WHAT YOU HAVE TO DO -
Every record must come back exactly as given.

Stored data -
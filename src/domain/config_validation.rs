//! Configuration parsing and validation.
//!
//! Every key is optional; a present key must hold a usable value. The
//! `csv_dir` requirement is checked on the resolved settings, after any
//! command-line overrides have been applied.

use crate::domain::error::TrendscopeError;
use crate::domain::settings::{AnalysisConfig, Locale, ProviderKind};
use crate::ports::config_port::ConfigPort;

pub fn validate_config(config: &dyn ConfigPort) -> Result<(), TrendscopeError> {
    check_settings(&settings_from_config(config)?)
}

/// Reads `[analysis]`, `[data]` and `[output]` over the defaults.
pub fn settings_from_config(config: &dyn ConfigPort) -> Result<AnalysisConfig, TrendscopeError> {
    let mut settings = AnalysisConfig::default();

    if let Some(ticker) = config.get_string("analysis", "ticker") {
        settings.ticker = parse_ticker(&ticker)?;
    }
    if let Some(seed) = config.get_string("analysis", "seed") {
        settings.seed = Some(parse_seed(&seed)?);
    }
    if let Some(provider) = config.get_string("data", "provider") {
        settings.provider = provider
            .parse::<ProviderKind>()
            .map_err(|reason| invalid("data", "provider", reason))?;
    }
    settings.csv_dir = config.get_path("data", "csv_dir");
    if let Some(locale) = config.get_string("output", "locale") {
        settings.locale = parse_locale(&locale)?;
    }
    if let Some(prefix) = config.get_string("output", "currency_prefix") {
        settings.currency_prefix = prefix.trim().to_string();
    }
    settings.chart_path = config.get_path("output", "chart_path");

    Ok(settings)
}

pub fn check_settings(settings: &AnalysisConfig) -> Result<(), TrendscopeError> {
    if settings.provider == ProviderKind::Csv && settings.csv_dir.is_none() {
        return Err(TrendscopeError::ConfigMissing {
            section: "data".to_string(),
            key: "csv_dir".to_string(),
        });
    }
    Ok(())
}

fn invalid(section: &str, key: &str, reason: impl Into<String>) -> TrendscopeError {
    TrendscopeError::ConfigInvalid {
        section: section.to_string(),
        key: key.to_string(),
        reason: reason.into(),
    }
}

/// Trimmed, upper-cased ticker symbol.
pub fn parse_ticker(value: &str) -> Result<String, TrendscopeError> {
    let ticker = value.trim();
    if ticker.is_empty() {
        return Err(invalid("analysis", "ticker", "ticker must not be empty"));
    }
    if ticker.contains(char::is_whitespace) {
        return Err(invalid("analysis", "ticker", "ticker must not contain whitespace"));
    }
    Ok(ticker.to_uppercase())
}

pub fn parse_seed(value: &str) -> Result<u64, TrendscopeError> {
    value
        .trim()
        .parse::<u64>()
        .map_err(|_| invalid("analysis", "seed", "seed must be a non-negative integer"))
}

pub fn parse_locale(value: &str) -> Result<Locale, TrendscopeError> {
    value
        .parse::<Locale>()
        .map_err(|reason| invalid("output", "locale", reason))
}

OUTPUT OF THE TASK -
filename src/domain/config_validation.rs
//! Configuration parsing and validation.
//!
//! Every key is optional; a present key must hold a usable value. The
//! `csv_dir` requirement is checked on the resolved settings, after any
//! command-line overrides have been applied.

use crate::domain::error::TrendscopeError;
use crate::domain::settings::{AnalysisConfig, Locale, ProviderKind};
use crate::ports::config_port::ConfigPort;

pub fn validate_config(config: &dyn ConfigPort) -> Result<(), TrendscopeError> {
    check_settings(&settings_from_config(config)?)
}

/// Reads `[analysis]`, `[data]` and `[output]` over the defaults.
pub fn settings_from_config(config: &dyn ConfigPort) -> Result<AnalysisConfig, TrendscopeError> {
    let mut settings = AnalysisConfig::default();

    if let Some(ticker) = config.get_string("analysis", "ticker") {
        settings.ticker = parse_ticker(&ticker)?;
    }
    if let Some(seed) = config.get_string("analysis", "seed") {
        settings.seed = Some(parse_seed(&seed)?);
    }
    if let Some(provider) = config.get_string("data", "provider") {
        settings.provider = provider
            .parse::<ProviderKind>()
            .map_err(|reason| invalid("data", "provider", reason))?;
    }
    settings.csv_dir = config.get_path("data", "csv_dir");
    if let Some(locale) = config.get_string("output", "locale") {
        settings.locale = parse_locale(&locale)?;
    }
    if let Some(prefix) = config.get_string("output", "currency_prefix") {
        settings.currency_prefix = prefix.trim().to_string();
    }
    settings.chart_path = config.get_path("output", "chart_path");

    Ok(settings)
}

pub fn check_settings(settings: &AnalysisConfig) -> Result<(), TrendscopeError> {
    if settings.provider == ProviderKind::Csv && settings.csv_dir.is_none() {
        return Err(TrendscopeError::ConfigMissing {
            section: "data".to_string(),
            key: "csv_dir".to_string(),
        });
    }
    Ok(())
}

fn invalid(section: &str, key: &str, reason: impl Into<String>) -> TrendscopeError {
    TrendscopeError::ConfigInvalid {
        section: section.to_string(),
        key: key.to_string(),
        reason: reason.into(),
    }
}

/// Trimmed, upper-cased ticker symbol.
pub fn parse_ticker(value: &str) -> Result<String, TrendscopeError> {
    let ticker = value.trim();
    if ticker.is_empty() {
        return Err(invalid("analysis", "ticker", "ticker must not be empty"));
    }
    if ticker.contains(char::is_whitespace) {
        return Err(invalid("analysis", "ticker", "ticker must not contain whitespace"));
    }
    Ok(ticker.to_uppercase())
}

pub fn parse_seed(value: &str) -> Result<u64, TrendscopeError> {
    value
        .trim()
        .parse::<u64>()
        .map_err(|_| invalid("analysis", "seed", "seed must be a non-negative integer"))
}

pub fn parse_locale(value: &str) -> Result<Locale, TrendscopeError> {
    value
        .parse::<Locale>()
        .map_err(|reason| invalid("output", "locale", reason))
}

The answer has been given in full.